Penangkaran Penanaman VUB Sorgum Tingkatkan Agribisnis Lampung Utara
dilaporkan: Setiawan Liu
Lampung, 25 Februari 2021/Indonesia Media – Awal Maret 2021, Gabungan kelompok Tani (Gapoktan) Maju Jaya Tani dari Desa Sukamaju, Kec. Bunga Mayang Lampung Utara akan meresmikan penangkaran penanaman Varietas Unggul Baru (VUB) sorgum Bioguma II (dua) seluas dua hektar, Bioguma III (tiga) seluas tiga hektar. Gapoktan dipercaya untuk program penangkaran VUB Sorgum. “Kami termasuk ketua Gapoktan, Surono dan Sekretariat Wilayah ICD (Indonesia Cerdas Desa) Forum, Lampung optimis dengan agribisnis khususnya sorgum,” kata Sekretaris Wilayah ICD Lampung Adi Candra
Prospek penanaman sorgum khususnya di Lampung Utara, kondisi sekarang ini berupa lahan seluas 190 hektar. Kegiatan penangkaran masih terus berjalan termasuk perluasan lahan dengan excavator. Acara peresmian penangkaran akan dihadiri kepala dinas pertanian, Kepala Balai Pengawasan dan Sertifikasi Benih (BPSB) Lampung Utara, jajaran SKPD Perkebunan dan Ketahanan Pangan. “Kami sudah fixed dengan jadual acara peresmian, (yakni) tanggal 3 Maret (Rabu) mendatang di kecamatan Bunga Mayang Lampung Utara. Kami percaya dengan magic three (mukjizat angka tiga). Semua hal terkait dengan rencana peresmian berhubungan dengan angka tiga, (yakni) Bioguma 3, luas lahan 3 hektar, peresmian tanggal 3 bulan 3 (Maret),” kata Adi Candra.

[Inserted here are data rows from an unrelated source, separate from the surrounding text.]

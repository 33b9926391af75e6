use rusqlite::Connection;
use std::path::Path;
use taskdesk_core::db::migrations::latest_version;
use taskdesk_core::db::{open_db, open_db_in_memory, seed_default_categories, DbError};
use taskdesk_core::{
    Category, CategoryRepository, RepoError, SqliteCategoryRepository, DEFAULT_CATEGORIES,
};

#[test]
fn open_db_in_memory_applies_all_migrations() {
    let conn = open_db_in_memory().unwrap();

    assert_eq!(schema_version(&conn), latest_version());
    assert_table_exists(&conn, "tasks");
    assert_table_exists(&conn, "categories");
}

#[test]
fn opening_same_database_twice_keeps_data() {
    let dir = tempfile::tempdir().unwrap();
    let path = dir.path().join("tasks.db");

    let mut conn_first = open_db(&path).unwrap();
    seed_default_categories(&mut conn_first).unwrap();
    conn_first
        .execute(
            "INSERT INTO tasks (title, priority, status) VALUES ('keep me', 'low', 'pending');",
            [],
        )
        .unwrap();
    drop(conn_first);

    let conn_second = open_db(&path).unwrap();
    assert_eq!(schema_version(&conn_second), latest_version());
    assert_eq!(count(&conn_second, "tasks"), 1);
    assert_eq!(count(&conn_second, "categories"), DEFAULT_CATEGORIES.len() as i64);
}

#[test]
fn seeding_twice_does_not_duplicate_defaults() {
    let mut conn = open_db_in_memory().unwrap();

    let first = seed_default_categories(&mut conn).unwrap();
    let second = seed_default_categories(&mut conn).unwrap();

    assert_eq!(first, DEFAULT_CATEGORIES.len());
    assert_eq!(second, 0);
    assert_eq!(count(&conn, "categories"), DEFAULT_CATEGORIES.len() as i64);
}

#[test]
fn opening_database_with_newer_schema_version_returns_error() {
    let dir = tempfile::tempdir().unwrap();
    let path = dir.path().join("future.db");

    let conn = Connection::open(&path).unwrap();
    conn.execute_batch("PRAGMA user_version = 999;").unwrap();
    drop(conn);

    let err = open_db(&path).unwrap_err();
    match err {
        DbError::UnsupportedSchemaVersion {
            db_version,
            latest_supported,
        } => {
            assert_eq!(db_version, 999);
            assert_eq!(latest_supported, latest_version());
        }
        other => panic!("unexpected error: {other}"),
    }
}

#[test]
fn legacy_file_is_upgraded_in_place() {
    let dir = tempfile::tempdir().unwrap();
    let path = dir.path().join("legacy.db");

    let conn = legacy_file(&path);
    conn.execute_batch(
        "INSERT INTO tasks (title, description, priority, status, due_date, created_at)
        VALUES ('old', '', 'Высокий', 'В процессе', '2024-05-01T00:00:00', '2024-04-30 08:15:00');",
    )
    .unwrap();
    drop(conn);

    let conn = open_db(&path).unwrap();
    let (priority, status, due_date, created_at): (String, String, String, String) = conn
        .query_row(
            "SELECT priority, status, due_date, created_at FROM tasks;",
            [],
            |row| Ok((row.get(0)?, row.get(1)?, row.get(2)?, row.get(3)?)),
        )
        .unwrap();

    assert_eq!(priority, "high");
    assert_eq!(status, "in_progress");
    assert_eq!(due_date, "2024-05-01T00:00:00.000Z");
    assert_eq!(created_at, "2024-04-30T08:15:00.000Z");
}

#[test]
fn legacy_case_variant_categories_merge_and_stay_unique() {
    let dir = tempfile::tempdir().unwrap();
    let path = dir.path().join("legacy.db");

    let conn = legacy_file(&path);
    conn.execute_batch(
        "INSERT INTO categories (id, name, color) VALUES (1, 'Work', '#FF6B6B');
        INSERT INTO categories (id, name, color) VALUES (2, 'work', '#000000');
        INSERT INTO tasks (title, priority, status, category_id)
        VALUES ('on duplicate', 'low', 'pending', 2);",
    )
    .unwrap();
    drop(conn);

    let mut conn = open_db(&path).unwrap();
    assert_eq!(count(&conn, "categories"), 1);
    assert_eq!(count(&conn, "tasks"), 1);
    let category_id: i64 = conn
        .query_row("SELECT category_id FROM tasks;", [], |row| row.get(0))
        .unwrap();
    assert_eq!(category_id, 1);

    let repo = SqliteCategoryRepository::try_new(&mut conn).unwrap();
    let err = repo
        .create_category(&Category::with_default_color("WORK"))
        .unwrap_err();
    assert!(matches!(err, RepoError::DuplicateCategoryName(_)));
}

#[test]
fn failing_schema_step_reports_its_version_and_keeps_the_file() {
    let dir = tempfile::tempdir().unwrap();
    let path = dir.path().join("broken.db");

    // No `created_at` column, so the step 2 index cannot be built.
    let conn = Connection::open(&path).unwrap();
    conn.execute_batch(
        "CREATE TABLE categories (id INTEGER PRIMARY KEY, name TEXT, color TEXT, created_at TEXT);
        CREATE TABLE tasks (id INTEGER PRIMARY KEY, title TEXT, category_id INTEGER);",
    )
    .unwrap();
    drop(conn);

    let err = open_db(&path).unwrap_err();
    assert!(matches!(err, DbError::Migration { version: 2, .. }));

    let conn = Connection::open(&path).unwrap();
    assert_eq!(schema_version(&conn), 0);
}

fn legacy_file(path: &Path) -> Connection {
    let conn = Connection::open(path).unwrap();
    conn.execute_batch(
        "CREATE TABLE categories (
            id INTEGER PRIMARY KEY AUTOINCREMENT,
            name TEXT NOT NULL UNIQUE,
            color TEXT NOT NULL,
            created_at TIMESTAMP DEFAULT CURRENT_TIMESTAMP
        );
        CREATE TABLE tasks (
            id INTEGER PRIMARY KEY AUTOINCREMENT,
            title TEXT NOT NULL,
            description TEXT,
            priority TEXT NOT NULL,
            status TEXT NOT NULL,
            due_date TIMESTAMP,
            created_at TIMESTAMP DEFAULT CURRENT_TIMESTAMP,
            category_id INTEGER,
            FOREIGN KEY (category_id) REFERENCES categories (id)
        );",
    )
    .unwrap();
    conn
}

fn schema_version(conn: &Connection) -> u32 {
    conn.query_row("PRAGMA user_version;", [], |row| row.get(0))
        .unwrap()
}

fn count(conn: &Connection, table: &str) -> i64 {
    conn.query_row(&format!("SELECT COUNT(*) FROM {table};"), [], |row| {
        row.get(0)
    })
    .unwrap()
}

fn assert_table_exists(conn: &Connection, table_name: &str) {
    let exists: i64 = conn
        .query_row(
            "SELECT EXISTS(
                SELECT 1
                FROM sqlite_master
                WHERE type = 'table' AND name = ?1
            );",
            [table_name],
            |row| row.get(0),
        )
        .unwrap();
    assert_eq!(exists, 1, "table {table_name} does not exist");
}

Keseluruhan luas lahan untuk penangkaran benih sorgum mencapai lima hektar. Tapi lahan seluas dua hektar berada pada titik berbeda. Dua hektar juga diproyeksikan untuk varietas berbeda juga. Per tanggal 25 Februari (kamis), petani masih melakukan pembajakan dengan excavator. “Dengan slogan ‘Lampung Utara Bangkit’ petani sorgum Lampung juga semakin termotivasi. Kementerian Pertanian kan juga concern dengna program penanaman benih sorgum manis VUB Agritan Bioguma, sertifikasi nasional,” kata Adi Candra
Di tempat berbeda, wakil ketua Komisi IV DPR RI Dedi Mulyadi melihat keberhasilan dunia pertanian adalah keberhasilan rakyat Indonesia. Tetapi fokus perhatian aparat desa, kecamatan, walikota sampai gubernur masih kurang. “Camat, kepala desa lebih senang dengan usaha pembebasan tanah ketimbang pengelolaan musim tanam lahan pertanian. Sehingga areal sawah berubah menjadi property, industri,” kata Dedi.
Aktivitas penyuluh pertanian sekarang ini juga tidak lebih baik dibanding zaman dulu, termasuk pada masa pemerintahan Alm. Soeharto (presiden kedua Republik Indonesia). Penyuluh zaman dulu aktif turun ke lapangan sampai bisa mengidentifikasi mana (proses) bermasalah, mana yang tidak. “Hari ini tidak ada lagi. Sekarang mereka (penyuluh pertanian) minta honor terlebih dahulu. Ujung-ujungnya, kementerian pertanian yang salah,” tegas Dedi. (sl/IM)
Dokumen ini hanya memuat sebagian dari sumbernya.